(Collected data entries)
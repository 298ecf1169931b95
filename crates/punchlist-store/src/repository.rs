//! SQL data access layer for tasks and checklists.
//!
//! All methods take a `&Connection` parameter and are stateless: pure
//! functions that translate between [`punchlist_core`] types and SQL.
//! Uses `uuid::Uuid::now_v7()` for time-ordered ID generation.
//!
//! Checklist items live in the `checklist_items` table, keyed by
//! `(task_id, position)`. A checklist is always written wholesale:
//! delete the old rows, insert the new ones, touch `updated_at`, all in
//! one transaction.

use punchlist_core::{
    AssignedUser, ChecklistItem, Task, TaskCreate, TaskStatus, TaskUpdate, derive_status,
};
use rusqlite::{Connection, OptionalExtension, params};
use serde::Serialize;
use serde::de::DeserializeOwned;
use uuid::Uuid;

use crate::errors::{Result, StoreError};

/// Generate a prefixed UUID v7 ID.
fn generate_id(prefix: &str) -> String {
    format!("{prefix}-{}", Uuid::now_v7())
}

/// Get current UTC timestamp as ISO 8601 string.
fn now_iso() -> String {
    chrono::Utc::now().format("%Y-%m-%dT%H:%M:%SZ").to_string()
}

/// Parse a JSON array column into a list, empty on malformed data.
fn parse_list<T: DeserializeOwned>(json: &str) -> Vec<T> {
    serde_json::from_str(json).unwrap_or_default()
}

/// Serialize a list into a JSON array column.
fn list_to_json<T: Serialize>(list: &[T]) -> Result<String> {
    Ok(serde_json::to_string(list)?)
}

/// Filter for task listings.
#[derive(Debug, Clone, Copy, Default)]
pub struct TaskFilter {
    /// Only tasks in this status.
    pub status: Option<TaskStatus>,
}

/// One page of a task listing.
#[derive(Debug, Clone)]
pub struct TaskPage {
    /// Tasks on this page, newest first.
    pub tasks: Vec<Task>,
    /// Total number of tasks matching the filter.
    pub total: u64,
}

/// Task repository for SQL CRUD operations.
pub struct TaskRepository;

impl TaskRepository {
    // ─────────────────────────────────────────────────────────────────────
    // Task CRUD
    // ─────────────────────────────────────────────────────────────────────

    /// Create a new task. The initial status is derived from the
    /// supplied checklist.
    pub fn create_task(conn: &Connection, create: &TaskCreate) -> Result<Task> {
        let id = generate_id("task");
        let now = now_iso();
        let status = derive_status(&create.todo_checklist);
        let assigned_json = list_to_json(&create.assigned_to)?;
        let attachments_json = list_to_json(&create.attachments)?;

        let tx = conn.unchecked_transaction()?;
        let _ = tx.execute(
            "INSERT INTO tasks (id, title, description, priority, status,
             due_date, assigned_to, attachments, created_at, updated_at)
             VALUES (?1, ?2, ?3, ?4, ?5, ?6, ?7, ?8, ?9, ?9)",
            params![
                id,
                create.title,
                create.description,
                create.priority.as_sql(),
                status.as_sql(),
                create.due_date,
                assigned_json,
                attachments_json,
                now,
            ],
        )?;
        insert_checklist(&tx, &id, &create.todo_checklist)?;
        tx.commit()?;

        Self::get_task(conn, &id)?.ok_or_else(|| StoreError::TaskNotFound(id))
    }

    /// Get a task by ID, checklist included.
    pub fn get_task(conn: &Connection, id: &str) -> Result<Option<Task>> {
        let task = conn
            .query_row("SELECT * FROM tasks WHERE id = ?1", params![id], |row| {
                Ok(task_from_row(row))
            })
            .optional()?;
        match task {
            Some(mut task) => {
                task.todo_checklist = load_checklist(conn, id)?;
                Ok(Some(task))
            }
            None => Ok(None),
        }
    }

    /// Update a task's descriptive fields. Returns the updated task,
    /// or `None` if not found. Status and checklist are never touched
    /// here; they have dedicated methods.
    pub fn update_task(conn: &Connection, id: &str, updates: &TaskUpdate) -> Result<Option<Task>> {
        // Build dynamic SET clause
        let mut sets: Vec<String> = Vec::new();
        let mut values: Vec<Box<dyn rusqlite::types::ToSql>> = Vec::new();

        if let Some(ref title) = updates.title {
            sets.push("title = ?".to_string());
            values.push(Box::new(title.clone()));
        }
        if let Some(ref desc) = updates.description {
            sets.push("description = ?".to_string());
            values.push(Box::new(desc.clone()));
        }
        if let Some(priority) = updates.priority {
            sets.push("priority = ?".to_string());
            values.push(Box::new(priority.as_sql().to_string()));
        }
        if let Some(ref due) = updates.due_date {
            sets.push("due_date = ?".to_string());
            // Empty string clears the date.
            let normalized: Option<String> = if due.is_empty() {
                None
            } else {
                Some(due.clone())
            };
            values.push(Box::new(normalized));
        }
        if let Some(ref users) = updates.assigned_to {
            sets.push("assigned_to = ?".to_string());
            values.push(Box::new(list_to_json(users)?));
        }
        if let Some(ref attachments) = updates.attachments {
            sets.push("attachments = ?".to_string());
            values.push(Box::new(list_to_json(attachments)?));
        }

        if sets.is_empty() {
            return Self::get_task(conn, id);
        }

        sets.push("updated_at = ?".to_string());
        values.push(Box::new(now_iso()));
        values.push(Box::new(id.to_string()));

        let sql = format!("UPDATE tasks SET {} WHERE id = ?", sets.join(", "));

        let params_refs: Vec<&dyn rusqlite::types::ToSql> =
            values.iter().map(AsRef::as_ref).collect();
        let changed = conn.execute(&sql, params_refs.as_slice())?;

        if changed == 0 {
            return Ok(None);
        }

        Self::get_task(conn, id)
    }

    /// Delete a task by ID. Checklist rows cascade. Returns true if a
    /// row was deleted.
    pub fn delete_task(conn: &Connection, id: &str) -> Result<bool> {
        let changed = conn.execute("DELETE FROM tasks WHERE id = ?1", params![id])?;
        Ok(changed > 0)
    }

    /// List tasks with filtering and pagination, newest first.
    pub fn list_tasks(
        conn: &Connection,
        filter: &TaskFilter,
        limit: u32,
        offset: u32,
    ) -> Result<TaskPage> {
        let mut conditions: Vec<String> = Vec::new();
        let mut values: Vec<Box<dyn rusqlite::types::ToSql>> = Vec::new();

        if let Some(status) = filter.status {
            conditions.push("status = ?".to_string());
            values.push(Box::new(status.as_sql().to_string()));
        }

        let where_clause = if conditions.is_empty() {
            String::new()
        } else {
            format!("WHERE {}", conditions.join(" AND "))
        };

        // Count query
        let count_sql = format!("SELECT COUNT(*) FROM tasks {where_clause}");
        let count_params: Vec<&dyn rusqlite::types::ToSql> =
            values.iter().map(AsRef::as_ref).collect();
        let total: u64 = conn.query_row(&count_sql, count_params.as_slice(), |row| row.get(0))?;

        // Data query
        let data_sql = format!(
            "SELECT * FROM tasks {where_clause} ORDER BY created_at DESC, id DESC LIMIT ? OFFSET ?"
        );

        let mut data_values = values;
        data_values.push(Box::new(limit));
        data_values.push(Box::new(offset));
        let data_params: Vec<&dyn rusqlite::types::ToSql> =
            data_values.iter().map(AsRef::as_ref).collect();

        let mut stmt = conn.prepare(&data_sql)?;
        let mut tasks: Vec<Task> = stmt
            .query_map(data_params.as_slice(), |row| Ok(task_from_row(row)))?
            .filter_map(std::result::Result::ok)
            .collect();

        for task in &mut tasks {
            task.todo_checklist = load_checklist(conn, &task.id)?;
        }

        Ok(TaskPage { tasks, total })
    }

    /// Total number of stored tasks.
    pub fn count_tasks(conn: &Connection) -> Result<u64> {
        let total: u64 = conn.query_row("SELECT COUNT(*) FROM tasks", [], |row| row.get(0))?;
        Ok(total)
    }

    // ─────────────────────────────────────────────────────────────────────
    // Checklist and status
    // ─────────────────────────────────────────────────────────────────────

    /// Replace a task's checklist wholesale, preserving order, and
    /// touch `updated_at`. The task's status is left as it was.
    /// Returns the updated task, or `None` if not found.
    pub fn replace_checklist(
        conn: &Connection,
        id: &str,
        items: &[ChecklistItem],
    ) -> Result<Option<Task>> {
        let tx = conn.unchecked_transaction()?;

        let touched = tx.execute(
            "UPDATE tasks SET updated_at = ?1 WHERE id = ?2",
            params![now_iso(), id],
        )?;
        if touched == 0 {
            return Ok(None);
        }

        let _ = tx.execute(
            "DELETE FROM checklist_items WHERE task_id = ?1",
            params![id],
        )?;
        insert_checklist(&tx, id, items)?;
        tx.commit()?;

        Self::get_task(conn, id)
    }

    /// Persist the given status verbatim and touch `updated_at`.
    ///
    /// Setting [`TaskStatus::Completed`] also marks every checklist
    /// item completed, so the stored checklist agrees with the status.
    /// Returns the updated task, or `None` if not found.
    pub fn set_status(conn: &Connection, id: &str, status: TaskStatus) -> Result<Option<Task>> {
        let tx = conn.unchecked_transaction()?;

        let changed = tx.execute(
            "UPDATE tasks SET status = ?1, updated_at = ?2 WHERE id = ?3",
            params![status.as_sql(), now_iso(), id],
        )?;
        if changed == 0 {
            return Ok(None);
        }

        if status == TaskStatus::Completed {
            let _ = tx.execute(
                "UPDATE checklist_items SET completed = 1 WHERE task_id = ?1",
                params![id],
            )?;
        }
        tx.commit()?;

        Self::get_task(conn, id)
    }
}

// ─────────────────────────────────────────────────────────────────────────────
// Row conversion
// ─────────────────────────────────────────────────────────────────────────────

fn task_from_row(row: &rusqlite::Row<'_>) -> Task {
    let status_str: String = row.get_unwrap("status");
    let priority_str: String = row.get_unwrap("priority");
    let assigned_json: String = row.get_unwrap("assigned_to");
    let attachments_json: String = row.get_unwrap("attachments");

    Task {
        id: row.get_unwrap("id"),
        title: row.get_unwrap("title"),
        description: row.get_unwrap("description"),
        priority: punchlist_core::TaskPriority::from_sql(&priority_str).unwrap_or_default(),
        status: TaskStatus::from_sql(&status_str).unwrap_or_default(),
        due_date: row.get_unwrap("due_date"),
        assigned_to: parse_list::<AssignedUser>(&assigned_json),
        attachments: parse_list::<String>(&attachments_json),
        todo_checklist: Vec::new(),
        created_at: row.get_unwrap("created_at"),
        updated_at: row.get_unwrap("updated_at"),
    }
}

fn load_checklist(conn: &Connection, task_id: &str) -> Result<Vec<ChecklistItem>> {
    let mut stmt = conn.prepare(
        "SELECT text, completed FROM checklist_items WHERE task_id = ?1 ORDER BY position",
    )?;
    let items = stmt
        .query_map(params![task_id], |row| {
            Ok(ChecklistItem {
                text: row.get(0)?,
                completed: row.get(1)?,
            })
        })?
        .filter_map(std::result::Result::ok)
        .collect();
    Ok(items)
}

fn insert_checklist(conn: &Connection, task_id: &str, items: &[ChecklistItem]) -> Result<()> {
    let mut stmt = conn.prepare(
        "INSERT INTO checklist_items (task_id, position, text, completed) VALUES (?1, ?2, ?3, ?4)",
    )?;
    for (position, item) in items.iter().enumerate() {
        let _ = stmt.execute(params![task_id, position, item.text, item.completed])?;
    }
    Ok(())
}

// ─────────────────────────────────────────────────────────────────────────────
// Tests
// ─────────────────────────────────────────────────────────────────────────────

*What is being asked*
Counting only those lines of the data above where the word "Some" appears, give the number and nothing more.

*Exercise output*
10